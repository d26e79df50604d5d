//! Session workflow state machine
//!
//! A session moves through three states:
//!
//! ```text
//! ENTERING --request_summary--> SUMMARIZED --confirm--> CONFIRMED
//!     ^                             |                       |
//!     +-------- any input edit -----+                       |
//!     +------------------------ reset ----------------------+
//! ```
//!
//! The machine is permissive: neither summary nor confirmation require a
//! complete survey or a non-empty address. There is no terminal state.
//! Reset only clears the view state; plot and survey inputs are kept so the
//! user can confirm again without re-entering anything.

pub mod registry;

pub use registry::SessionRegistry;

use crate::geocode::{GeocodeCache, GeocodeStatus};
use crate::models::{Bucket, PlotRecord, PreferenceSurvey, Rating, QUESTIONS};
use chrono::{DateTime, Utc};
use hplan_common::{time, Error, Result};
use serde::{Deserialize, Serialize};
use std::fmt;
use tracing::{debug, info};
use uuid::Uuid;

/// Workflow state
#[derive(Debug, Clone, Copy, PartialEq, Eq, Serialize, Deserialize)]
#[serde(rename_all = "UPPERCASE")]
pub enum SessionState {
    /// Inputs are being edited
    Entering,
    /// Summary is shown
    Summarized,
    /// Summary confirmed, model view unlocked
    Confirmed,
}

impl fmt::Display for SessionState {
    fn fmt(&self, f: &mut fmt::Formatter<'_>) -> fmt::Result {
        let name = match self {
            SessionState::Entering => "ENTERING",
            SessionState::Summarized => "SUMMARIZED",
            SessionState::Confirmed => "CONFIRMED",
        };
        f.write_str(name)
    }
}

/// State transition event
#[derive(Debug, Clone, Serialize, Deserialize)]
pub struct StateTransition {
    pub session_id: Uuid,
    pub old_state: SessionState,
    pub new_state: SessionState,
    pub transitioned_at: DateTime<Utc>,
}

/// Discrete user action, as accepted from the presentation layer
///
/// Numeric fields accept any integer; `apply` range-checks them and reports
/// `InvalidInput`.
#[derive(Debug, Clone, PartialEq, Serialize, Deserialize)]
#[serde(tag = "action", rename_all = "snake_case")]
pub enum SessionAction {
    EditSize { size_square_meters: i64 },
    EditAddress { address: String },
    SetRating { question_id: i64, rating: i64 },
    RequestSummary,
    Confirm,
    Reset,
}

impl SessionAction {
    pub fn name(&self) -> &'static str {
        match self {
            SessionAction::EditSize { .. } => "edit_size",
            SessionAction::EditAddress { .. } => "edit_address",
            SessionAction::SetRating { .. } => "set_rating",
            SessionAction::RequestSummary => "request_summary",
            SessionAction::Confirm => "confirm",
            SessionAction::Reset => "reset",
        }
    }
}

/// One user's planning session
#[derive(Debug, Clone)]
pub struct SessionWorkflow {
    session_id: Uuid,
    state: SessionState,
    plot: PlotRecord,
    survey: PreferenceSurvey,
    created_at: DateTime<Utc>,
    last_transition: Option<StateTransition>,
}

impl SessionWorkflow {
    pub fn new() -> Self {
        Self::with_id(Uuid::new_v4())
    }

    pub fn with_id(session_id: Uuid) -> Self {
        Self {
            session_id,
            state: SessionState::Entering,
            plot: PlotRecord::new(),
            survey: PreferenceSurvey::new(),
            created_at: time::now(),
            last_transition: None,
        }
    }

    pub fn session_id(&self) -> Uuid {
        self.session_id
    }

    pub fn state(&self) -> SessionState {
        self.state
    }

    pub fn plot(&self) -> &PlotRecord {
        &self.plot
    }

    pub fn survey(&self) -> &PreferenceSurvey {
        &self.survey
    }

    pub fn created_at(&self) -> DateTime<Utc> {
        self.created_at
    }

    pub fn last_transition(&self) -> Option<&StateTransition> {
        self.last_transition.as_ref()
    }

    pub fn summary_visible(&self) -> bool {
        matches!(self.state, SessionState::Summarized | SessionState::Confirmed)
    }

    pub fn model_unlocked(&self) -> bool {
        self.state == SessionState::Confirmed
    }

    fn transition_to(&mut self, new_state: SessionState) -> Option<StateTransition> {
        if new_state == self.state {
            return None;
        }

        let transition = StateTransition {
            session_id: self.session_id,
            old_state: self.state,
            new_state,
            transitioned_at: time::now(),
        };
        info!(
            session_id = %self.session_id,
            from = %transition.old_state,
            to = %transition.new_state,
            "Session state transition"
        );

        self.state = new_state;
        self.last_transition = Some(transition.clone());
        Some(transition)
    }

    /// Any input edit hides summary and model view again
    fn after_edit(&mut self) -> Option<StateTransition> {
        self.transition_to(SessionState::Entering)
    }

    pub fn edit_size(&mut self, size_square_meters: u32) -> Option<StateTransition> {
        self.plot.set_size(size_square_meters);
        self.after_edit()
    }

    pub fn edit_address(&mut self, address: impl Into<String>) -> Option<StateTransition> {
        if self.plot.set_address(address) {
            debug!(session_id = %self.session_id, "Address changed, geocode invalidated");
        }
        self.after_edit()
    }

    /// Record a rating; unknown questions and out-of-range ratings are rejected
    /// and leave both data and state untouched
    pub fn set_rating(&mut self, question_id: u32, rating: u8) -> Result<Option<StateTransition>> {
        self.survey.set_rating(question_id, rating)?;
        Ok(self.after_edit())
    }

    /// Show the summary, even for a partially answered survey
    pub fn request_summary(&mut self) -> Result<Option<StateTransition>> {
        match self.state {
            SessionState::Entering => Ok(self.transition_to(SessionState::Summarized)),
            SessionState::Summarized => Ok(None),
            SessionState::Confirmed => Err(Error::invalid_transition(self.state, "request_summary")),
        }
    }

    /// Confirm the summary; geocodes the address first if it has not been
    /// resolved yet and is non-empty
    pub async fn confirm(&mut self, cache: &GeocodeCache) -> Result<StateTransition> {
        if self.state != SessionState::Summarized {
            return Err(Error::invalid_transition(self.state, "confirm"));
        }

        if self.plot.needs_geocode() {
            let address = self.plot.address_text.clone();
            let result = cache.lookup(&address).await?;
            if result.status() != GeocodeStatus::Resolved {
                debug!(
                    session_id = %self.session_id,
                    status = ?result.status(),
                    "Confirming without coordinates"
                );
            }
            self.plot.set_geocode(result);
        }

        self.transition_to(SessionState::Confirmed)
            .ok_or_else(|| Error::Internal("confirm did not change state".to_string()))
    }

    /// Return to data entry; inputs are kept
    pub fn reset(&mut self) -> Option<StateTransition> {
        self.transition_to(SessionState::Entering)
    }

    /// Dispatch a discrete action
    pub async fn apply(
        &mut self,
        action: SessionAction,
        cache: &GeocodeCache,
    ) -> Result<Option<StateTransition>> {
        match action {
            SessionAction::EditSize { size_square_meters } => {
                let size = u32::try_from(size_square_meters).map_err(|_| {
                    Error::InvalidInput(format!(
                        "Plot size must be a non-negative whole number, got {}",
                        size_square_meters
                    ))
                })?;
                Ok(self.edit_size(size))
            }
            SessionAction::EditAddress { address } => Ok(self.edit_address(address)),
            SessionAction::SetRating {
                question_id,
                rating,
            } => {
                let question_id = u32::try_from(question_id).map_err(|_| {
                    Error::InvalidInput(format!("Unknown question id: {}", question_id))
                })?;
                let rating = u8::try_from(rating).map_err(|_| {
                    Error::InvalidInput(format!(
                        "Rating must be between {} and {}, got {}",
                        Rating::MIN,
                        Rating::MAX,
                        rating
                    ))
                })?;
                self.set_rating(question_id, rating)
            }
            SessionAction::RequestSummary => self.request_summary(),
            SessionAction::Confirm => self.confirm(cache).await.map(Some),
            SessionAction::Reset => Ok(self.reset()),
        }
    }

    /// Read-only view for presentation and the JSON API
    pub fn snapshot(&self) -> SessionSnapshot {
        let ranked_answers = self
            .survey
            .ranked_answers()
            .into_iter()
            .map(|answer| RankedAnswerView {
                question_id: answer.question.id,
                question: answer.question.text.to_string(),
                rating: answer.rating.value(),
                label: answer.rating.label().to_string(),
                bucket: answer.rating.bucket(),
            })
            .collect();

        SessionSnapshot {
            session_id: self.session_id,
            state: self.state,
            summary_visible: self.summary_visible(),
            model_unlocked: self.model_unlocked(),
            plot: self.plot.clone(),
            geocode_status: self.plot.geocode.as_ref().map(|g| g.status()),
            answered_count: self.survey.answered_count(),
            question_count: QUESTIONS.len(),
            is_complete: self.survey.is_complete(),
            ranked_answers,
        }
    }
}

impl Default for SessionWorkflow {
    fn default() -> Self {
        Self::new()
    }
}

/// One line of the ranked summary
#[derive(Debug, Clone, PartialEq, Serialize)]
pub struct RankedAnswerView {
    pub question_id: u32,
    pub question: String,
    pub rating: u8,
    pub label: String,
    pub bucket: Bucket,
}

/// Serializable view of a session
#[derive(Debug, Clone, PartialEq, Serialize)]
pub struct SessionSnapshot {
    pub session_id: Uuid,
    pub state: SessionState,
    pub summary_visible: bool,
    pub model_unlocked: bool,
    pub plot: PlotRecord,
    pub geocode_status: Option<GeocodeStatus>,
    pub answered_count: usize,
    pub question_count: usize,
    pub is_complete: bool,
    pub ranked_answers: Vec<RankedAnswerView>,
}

- [Required work] Only one stretch of the entries above is wanted: the lines from the one containing "pub fn survey(&self)" through the one containing "matches!(self.state, SessionState::Summarized |". Please reproduce it exactly.

- [Task answer]
    pub fn survey(&self) -> &PreferenceSurvey {
        &self.survey
    }

    pub fn created_at(&self) -> DateTime<Utc> {
        self.created_at
    }

    pub fn last_transition(&self) -> Option<&StateTransition> {
        self.last_transition.as_ref()
    }

    pub fn summary_visible(&self) -> bool {
        matches!(self.state, SessionState::Summarized | SessionState::Confirmed)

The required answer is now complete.